Here, Plaintiffs have pled facts plausibly showing that Plaintiffs had a reasonable expectation of privacy in conversations at the UC Irvine Police Department. Plaintiffs have specifically alleged they "had a reasonable expectation of privacy . . . based upon the fact that such communications were made in non-public areas such as offices, hallways, bathrooms, and other locations," because Plaintiffs "engaged in these conversations when no one was in the immediate area[,] and [because] Plaintiffs did not speak in a loud tone of voice." (FAC ¶ 29.) Further, Plaintiffs allege that the recording devices were strategically placed throughout the UC Irvine Police Department to record the communications in rooms where Plaintiffs reasonably believed conversations could not be overheard. (Id. ¶¶ 24, 25, 28, 29.) Finally, Plaintiffs allege Defendants recorded a variety of confidential communications, including private conversations concerning financing of mortgages, loans, and class members' private financial condition; specific medical treatments and medical history; meetings between union attorneys and their clients regarding their internal affairs investigations; union working conditions, concerted activities, and grievances involving their memorandum of understanding and other bargaining matters; marriages and child care. (Id. ¶ 30.) As a result, accepting as true all allegations of material facts in the FAC and construing all inferences in the light most favorable to Plaintiffs, the Court finds that Plaintiffs have alleged adequately a reasonable expectation of privacy in their conversations that were allegedly recorded in and around the UCI Police Department.

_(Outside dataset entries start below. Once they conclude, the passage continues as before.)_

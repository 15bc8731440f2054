//! Audit bridge: translates domain events into stored audit records.

use std::sync::Arc;

use async_trait::async_trait;
use common::AggregateId;
use domain::{DomainEvent, ShopEvent};
use event_store::{
    EventStore, EventStoreError, EventStoreExt, NewStoredEvent, StoredEvent,
};
use serde::Serialize;

use crate::dispatcher::EventConsumer;
use crate::{ConsumerError, Result};

/// Metadata key under which the generic fallback preserves the original
/// event.
pub const ORIGINAL_EVENT_KEY: &str = "original_event";

/// Audit payload for ProductCreated.
#[derive(Debug, Serialize)]
struct ProductCreatedAudit {
    product_id: u64,
    name: String,
    category: String,
    price_cents: i64,
}

/// Audit payload for ProductUpdated.
#[derive(Debug, Serialize)]
struct ProductUpdatedAudit {
    product_id: u64,
    name: String,
    category: String,
}

/// Audit payload for ProductPriceChanged.
#[derive(Debug, Serialize)]
struct ProductPriceChangedAudit {
    product_id: u64,
    old_price_cents: i64,
    new_price_cents: i64,
}

/// Audit payload for ProductDeleted.
#[derive(Debug, Serialize)]
struct ProductDeletedAudit {
    product_id: u64,
}

/// Audit payload for CartCreated.
#[derive(Debug, Serialize)]
struct CartCreatedAudit {
    user_id: String,
}

/// Audit payload for ItemAdded.
#[derive(Debug, Serialize)]
struct ItemAddedAudit {
    user_id: String,
    product_id: u64,
    product_name: String,
    quantity: u32,
    unit_price_cents: i64,
    line_total_cents: i64,
}

/// Audit payload for ItemRemoved.
#[derive(Debug, Serialize)]
struct ItemRemovedAudit {
    user_id: String,
    product_id: u64,
}

/// Audit payload for CartCheckedOut.
#[derive(Debug, Serialize)]
struct CartCheckedOutAudit {
    user_id: String,
    total_cents: i64,
    item_count: usize,
}

/// Generic catch-all audit payload for event types without a specific
/// mapping. Loses typed querying but guarantees every event is audited;
/// the full original event is preserved in the record's metadata.
#[derive(Debug, Serialize)]
struct GenericAudit {
    event_type: &'static str,
    entity_kind: &'static str,
    entity_id: String,
}

/// Best-effort extraction of the entity kind and id an event concerns.
fn entity_ref(event: &ShopEvent) -> Option<(&'static str, String)> {
    match event {
        ShopEvent::ProductCreated(d) => Some(("Product", d.product_id.to_string())),
        ShopEvent::ProductUpdated(d) => Some(("Product", d.product_id.to_string())),
        ShopEvent::ProductPriceChanged(d) => Some(("Product", d.product_id.to_string())),
        ShopEvent::ProductDeleted(d) => Some(("Product", d.product_id.to_string())),
        ShopEvent::CartCreated(d) => Some(("Cart", d.user_id.to_string())),
        ShopEvent::ItemAdded(d) => Some(("Cart", d.user_id.to_string())),
        ShopEvent::ItemRemoved(d) => Some(("Cart", d.user_id.to_string())),
        ShopEvent::ItemQuantityChanged(d) => Some(("Cart", d.user_id.to_string())),
        ShopEvent::CartCheckedOut(d) => Some(("Cart", d.user_id.to_string())),
        ShopEvent::CartCleared(d) => Some(("Cart", d.user_id.to_string())),
    }
}

/// Derives the stream key and aggregate type for an event.
///
/// The mapping is total: every event resolves to some aggregate id, with
/// `domain-event-{id}` as the last-resort stream for events naming no
/// entity.
fn derive_aggregate(event: &DomainEvent) -> (AggregateId, &'static str) {
    match entity_ref(&event.event) {
        Some(("Product", id)) => (AggregateId::new(format!("product-{id}")), "Product"),
        Some((_, id)) => (AggregateId::new(format!("cart-{id}")), "Cart"),
        None => (
            AggregateId::new(format!("domain-event-{}", event.event_id)),
            "Domain",
        ),
    }
}

/// Dispatcher consumer appending an audit record to the event store for
/// every domain event it receives.
///
/// Tracks each stream's real current version and appends against it, so
/// audit streams obey the store's optimistic-concurrency contract. A
/// conflict from a racing bridge append is retried once against the
/// refreshed version; a second conflict surfaces as a consumer failure,
/// which the dispatcher contains.
pub struct AuditBridge {
    store: Arc<dyn EventStore>,
}

impl AuditBridge {
    /// Creates a bridge appending to the given store.
    pub fn new(store: Arc<dyn EventStore>) -> Self {
        Self { store }
    }

    fn translate(&self, event: &DomainEvent) -> Result<(AggregateId, NewStoredEvent)> {
        let (aggregate_id, aggregate_type) = derive_aggregate(event);

        let mut metadata = std::collections::HashMap::new();
        let payload = match &event.event {
            ShopEvent::ProductCreated(d) => serde_json::to_value(ProductCreatedAudit {
                product_id: d.product_id.value(),
                name: d.name.clone(),
                category: d.category.clone(),
                price_cents: d.unit_price.cents(),
            })?,
            ShopEvent::ProductUpdated(d) => serde_json::to_value(ProductUpdatedAudit {
                product_id: d.product_id.value(),
                name: d.name.clone(),
                category: d.category.clone(),
            })?,
            ShopEvent::ProductPriceChanged(d) => serde_json::to_value(ProductPriceChangedAudit {
                product_id: d.product_id.value(),
                old_price_cents: d.old_price.cents(),
                new_price_cents: d.new_price.cents(),
            })?,
            ShopEvent::ProductDeleted(d) => serde_json::to_value(ProductDeletedAudit {
                product_id: d.product_id.value(),
            })?,
            ShopEvent::CartCreated(d) => serde_json::to_value(CartCreatedAudit {
                user_id: d.user_id.to_string(),
            })?,
            ShopEvent::ItemAdded(d) => serde_json::to_value(ItemAddedAudit {
                user_id: d.user_id.to_string(),
                product_id: d.product_id.value(),
                product_name: d.product_name.clone(),
                quantity: d.quantity,
                unit_price_cents: d.unit_price.cents(),
                line_total_cents: d.unit_price.times(d.quantity).cents(),
            })?,
            ShopEvent::ItemRemoved(d) => serde_json::to_value(ItemRemovedAudit {
                user_id: d.user_id.to_string(),
                product_id: d.product_id.value(),
            })?,
            ShopEvent::CartCheckedOut(d) => serde_json::to_value(CartCheckedOutAudit {
                user_id: d.user_id.to_string(),
                total_cents: d.total.cents(),
                item_count: d.item_count,
            })?,
            // No specific mapping: generic shape, original preserved in
            // metadata so nothing is lost.
            other => {
                tracing::debug!(
                    event_type = event.event_type(),
                    "no specific audit mapping, recording generic shape"
                );
                metrics::counter!("audit_translation_fallbacks").increment(1);

                let (entity_kind, entity_id) = entity_ref(other)
                    .unwrap_or_else(|| ("Domain", event.event_id.to_string()));
                metadata.insert(
                    ORIGINAL_EVENT_KEY.to_string(),
                    serde_json::to_value(&event.event)?,
                );
                serde_json::to_value(GenericAudit {
                    event_type: event.event_type(),
                    entity_kind,
                    entity_id,
                })?
            }
        };

        let candidate = NewStoredEvent {
            event_id: event.event_id,
            event_type: event.event_type().to_string(),
            aggregate_type: aggregate_type.to_string(),
            payload,
            occurred_on: event.occurred_on,
            actor: event.actor.clone(),
            metadata,
        };
        Ok((aggregate_id, candidate))
    }
}

#[async_trait]
impl EventConsumer for AuditBridge {
    fn name(&self) -> &'static str {
        "audit-bridge"
    }

    async fn handle(&self, event: &DomainEvent) -> Result<()> {
        let (aggregate_id, candidate) = self.translate(event)?;

        let current = self.store.current_version(&aggregate_id).await?;
        match self
            .store
            .append_one(&aggregate_id, candidate.clone(), current)
            .await
        {
            Ok(_) => {}
            Err(EventStoreError::ConcurrencyConflict { .. }) => {
                // A concurrent bridge append for the same stream got in
                // first; refresh the version and retry once.
                let refreshed = self.store.current_version(&aggregate_id).await?;
                self.store
                    .append_one(&aggregate_id, candidate, refreshed)
                    .await?;
            }
            Err(err) => return Err(err.into()),
        }

        metrics::counter!("audit_events_appended").increment(1);
        Ok(())
    }
}

/// Decodes the original domain events preserved by the generic fallback
/// out of a slice of audit records.
///
/// Records without preserved originals are skipped; a record whose
/// preserved payload no longer decodes is dropped from the result with a
/// warning rather than failing the whole read.
pub fn decode_preserved_events(events: &[StoredEvent]) -> Vec<ShopEvent> {
    events
        .iter()
        .filter_map(|stored| {
            let raw = stored.metadata.get(ORIGINAL_EVENT_KEY)?;
            match serde_json::from_value(raw.clone()) {
                Ok(event) => Some(event),
                Err(err) => {
                    tracing::warn!(
                        event_id = %stored.event_id,
                        error = %err,
                        "dropping audit record with undecodable preserved event"
                    );
                    None
                }
            }
        })
        .collect()
}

Accordingly, the Court will not dismiss Plaintiffs' common law privacy claim on this basis either.

iii. Highly Offensive to a Reasonable Person

The UC Defendants also contend that "the facts alleged in Plaintiffs' fourth cause of action are insufficient to show that the UC Defendants intruded into the privacy of Lopez or any other identified person in a manner highly offensive to a reasonable person." (UC Mot. at 17-18.)

A plaintiff "must show more than an intrusion upon reasonable privacy expectations. Actionable invasions of privacy also must be highly offensive to a reasonable person." Hernandez, 47 Cal. 4th at 295 (internal citation and quotation marks omitted). "Actionable invasions of privacy must be sufficiently serious in their nature, scope, and actual or potential impact to constitute an egregious breach of the social norms underlying the privacy right." Hill, 7 Cal. 4th at 37. This element "essentially involves a `policy' determination as to whether the alleged intrusion is `highly offensive' under the particular circumstances. Hernandez, 47 Cal. 4th at 287.

Defendants are correct that Plaintiffs make the conclusory allegation that the "illegal intrusions in the privacy of Plaintiffs were highly offensive to a reasonable person." (FAC ¶ 123.) However, if the Court takes all of the FAC's factual allegations as true and construes all inferences in the light most favorable to Plaintiffs, as it must do at the motion to dismiss stage, Plaintiffs' allegation regarding the highly offensive nature of Defendants' alleged illegal intrusions is supported by the other allegations found throughout Plaintiffs' FAC. As discussed in greater detail above, Plaintiffs have alleged that the UC Defendants installed recording devices that had the capabilities of capturing conversations through walls, that the devices recorded conversations in allegedly private areas such as bathrooms, and that confidential union communications and conversations covered by the attorney-client privilege were recorded without Plaintiffs' knowledge or consent. Accordingly, at the motion to dismiss stage, Plaintiffs have alleged adequately that the alleged invasions of privacy would have been highly offensive to a reasonable person expecting such communications to be private and confidential.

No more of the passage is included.